Выкрикнув это, Ломака резко ударил Семена прикладом автомата по колену. Паздеев вскрикнул, падая в то самое место, где до этого уже трамбовал снег своим телом.

— Черт! Что ж ты делаешь, падла!

— Смирись с потерей, Семен! Ну же! Не кричи! Не чувствуй боли! Просто смирись! — выкрикивал Константин, нанося новые удары. — Ты не хотел этого, но я так решил! Я решил, что у тебя нет альтернативы! Я решил, что имею право решать за тебя! Просто смирись! Сволочь!

Селиверстов оттащил не на шутку разгоряченного Ломаку от орущего Паздеева.

— Прекрати сейчас же! Он идти не сможет! Сам потащишь?!

— Жить захочет, пойдет, — хмыкнул Жуковский и принялся осторожно снимать с трупов свидетелей Армагеддона пояса смертников. — Либо я его взорву тут, к чертям свинячьим.

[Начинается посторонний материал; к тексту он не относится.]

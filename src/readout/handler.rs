//! Error notification handlers.
//!
//! Which errors the readout reacts to is a configuration choice: log the
//! recognized conditions, ignore everything, or let every error escape.

use crate::error::{ErrorCondition, SensorError};
use serde::{Deserialize, Serialize};

/// What became of an error notification
#[derive(Debug, Clone, Copy, PartialEq, Eq)]
pub enum ErrorOutcome {
    /// Recognized and reported
    Handled,
    /// Dropped without a trace
    Ignored,
    /// Not handled; the readout loop must terminate with the error
    Unhandled,
}

#[cfg_attr(test, mockall::automock)]
pub trait ErrorHandler: Send {
    fn handle(&mut self, error: &SensorError) -> ErrorOutcome;
}

/// Configured error handling policy
#[derive(Debug, Clone, Copy, PartialEq, Eq, Serialize, Deserialize)]
#[serde(rename_all = "lowercase")]
pub enum ErrorPolicy {
    /// Log recognized conditions, ignore the rest
    Log,
    /// No error listener; everything is swallowed
    Ignore,
    /// No error listener; errors terminate the readout
    Propagate,
}

impl ErrorPolicy {
    pub fn handler(self) -> Box<dyn ErrorHandler> {
        match self {
            ErrorPolicy::Log => Box::new(LoggingErrorHandler::default()),
            ErrorPolicy::Ignore => Box::new(IgnoringErrorHandler),
            ErrorPolicy::Propagate => Box::new(PropagatingErrorHandler),
        }
    }
}

/// Logs the conditions it recognizes at warn level
pub struct LoggingErrorHandler {
    recognized: Vec<ErrorCondition>,
}

impl LoggingErrorHandler {
    pub fn new(recognized: Vec<ErrorCondition>) -> Self {
        Self { recognized }
    }
}

impl Default for LoggingErrorHandler {
    fn default() -> Self {
        Self::new(vec![ErrorCondition::NotReadable])
    }
}

impl ErrorHandler for LoggingErrorHandler {
    fn handle(&mut self, error: &SensorError) -> ErrorOutcome {
        if !self.recognized.contains(&error.condition()) {
            return ErrorOutcome::Ignored;
        }
        match error.condition() {
            ErrorCondition::NotReadable => {
                tracing::warn!(detail = %error, "Sensor is not available.")
            }
            _ => tracing::warn!("{}", error),
        }
        ErrorOutcome::Handled
    }
}

pub struct IgnoringErrorHandler;

impl ErrorHandler for IgnoringErrorHandler {
    fn handle(&mut self, _error: &SensorError) -> ErrorOutcome {
        ErrorOutcome::Ignored
    }
}

pub struct PropagatingErrorHandler;

impl ErrorHandler for PropagatingErrorHandler {
    fn handle(&mut self, _error: &SensorError) -> ErrorOutcome {
        ErrorOutcome::Unhandled
    }
}

#[cfg(test)]
pub(crate) mod tests {
    use super::*;
    use std::io;
    use std::sync::{Arc, Mutex};
    use tracing_subscriber::fmt::MakeWriter;

    /// Collects formatted log output for assertions
    #[derive(Clone, Default)]
    pub(crate) struct CapturedLogs(Arc<Mutex<Vec<u8>>>);

    impl CapturedLogs {
        pub(crate) fn text(&self) -> String {
            String::from_utf8_lossy(&self.0.lock().unwrap()).into_owned()
        }

        pub(crate) fn subscriber(&self) -> impl tracing::Subscriber + Send + Sync + 'static + use<> {
            tracing_subscriber::fmt()
                .with_writer(self.clone())
                .with_max_level(tracing::Level::TRACE)
                .with_ansi(false)
                .finish()
        }
    }

    impl io::Write for CapturedLogs {
        fn write(&mut self, buf: &[u8]) -> io::Result<usize> {
            self.0.lock().unwrap().extend_from_slice(buf);
            Ok(buf.len())
        }

        fn flush(&mut self) -> io::Result<()> {
            Ok(())
        }
    }

    impl<'a> MakeWriter<'a> for CapturedLogs {
        type Writer = CapturedLogs;

        fn make_writer(&'a self) -> Self::Writer {
            self.clone()
        }
    }

    #[test]
    fn test_logging_handler_logs_not_readable() {
        let logs = CapturedLogs::default();
        let mut handler = LoggingErrorHandler::default();

        let outcome = tracing::subscriber::with_default(logs.subscriber(), || {
            handler.handle(&SensorError::NotReadable("no device".into()))
        });

        assert_eq!(outcome, ErrorOutcome::Handled);
        assert!(logs.text().contains("Sensor is not available."));
    }

    #[test]
    fn test_logging_handler_ignores_other_conditions_silently() {
        let logs = CapturedLogs::default();
        let mut handler = LoggingErrorHandler::default();

        let outcomes: Vec<_> = tracing::subscriber::with_default(logs.subscriber(), || {
            [
                SensorError::NotAllowed("denied".into()),
                SensorError::NotSupported("no gyro".into()),
                SensorError::Disconnected("unplugged".into()),
            ]
            .iter()
            .map(|e| handler.handle(e))
            .collect()
        });

        assert!(outcomes.iter().all(|o| *o == ErrorOutcome::Ignored));
        assert!(logs.text().is_empty());
    }

    #[test]
    fn test_logging_handler_with_extra_conditions() {
        let mut handler = LoggingErrorHandler::new(vec![
            ErrorCondition::NotReadable,
            ErrorCondition::NotAllowed,
        ]);
        assert_eq!(
            handler.handle(&SensorError::NotAllowed("denied".into())),
            ErrorOutcome::Handled
        );
        assert_eq!(
            handler.handle(&SensorError::Disconnected("gone".into())),
            ErrorOutcome::Ignored
        );
    }

    #[test]
    fn test_policies() {
        let error = SensorError::NotReadable("x".into());
        assert_eq!(ErrorPolicy::Log.handler().handle(&error), ErrorOutcome::Handled);
        assert_eq!(ErrorPolicy::Ignore.handler().handle(&error), ErrorOutcome::Ignored);
        assert_eq!(
            ErrorPolicy::Propagate.handler().handle(&error),
            ErrorOutcome::Unhandled
        );
    }
}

— Знаешь, а ведь все, было дело, удивлялись. — Кожевников причмокнул и глотнул воды, чтобы смочить во рту тонкие волокна копченого крысиного мяса. — Удивлялись да спрашивали, как, мол, тебе, Витек, удалось так спокойно пережить все это. Будто и не было для тебя ничего — ни атомной войны, ни прочих радостей цивилизованной жизни. — Он засмеялся, кряхтя. — Так я всем одно твердил. Что мне катаклизмы эти? Привыкший я. Всю жизнь вот так вот. Ну, может, крысятиной да таракашками всякими не питался. Хотя… В забегаловках бургеры каждый ведь на клык кидал, верно? А что в котлете той, одному повару известно. Ну а крысятина чем не гожа? Привыкли ведь? И где разница со вкусом позабытой курицы? Да нет ее, считай. Но мясо ведь. А мясо, оно того, для мозга полезно.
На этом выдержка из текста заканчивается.